---- Information supplied

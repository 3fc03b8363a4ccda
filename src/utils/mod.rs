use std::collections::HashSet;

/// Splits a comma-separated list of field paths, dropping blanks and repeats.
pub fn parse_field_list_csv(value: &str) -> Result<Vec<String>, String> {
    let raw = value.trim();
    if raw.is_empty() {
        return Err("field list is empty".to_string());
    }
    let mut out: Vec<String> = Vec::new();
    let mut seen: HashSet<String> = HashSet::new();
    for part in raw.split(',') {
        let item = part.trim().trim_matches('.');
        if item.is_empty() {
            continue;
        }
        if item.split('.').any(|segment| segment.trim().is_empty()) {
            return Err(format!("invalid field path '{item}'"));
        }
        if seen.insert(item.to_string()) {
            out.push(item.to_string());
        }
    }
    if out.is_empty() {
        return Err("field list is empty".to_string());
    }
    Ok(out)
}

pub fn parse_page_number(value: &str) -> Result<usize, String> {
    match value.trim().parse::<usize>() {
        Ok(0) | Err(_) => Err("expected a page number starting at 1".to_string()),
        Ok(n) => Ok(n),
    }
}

--------

What the exercise asks:
Scan the lines above, and whenever one holds the string "Result", copy it.

The answer:
pub fn parse_field_list_csv(value: &str) -> Result<Vec<String>, String> {
pub fn parse_page_number(value: &str) -> Result<usize, String> {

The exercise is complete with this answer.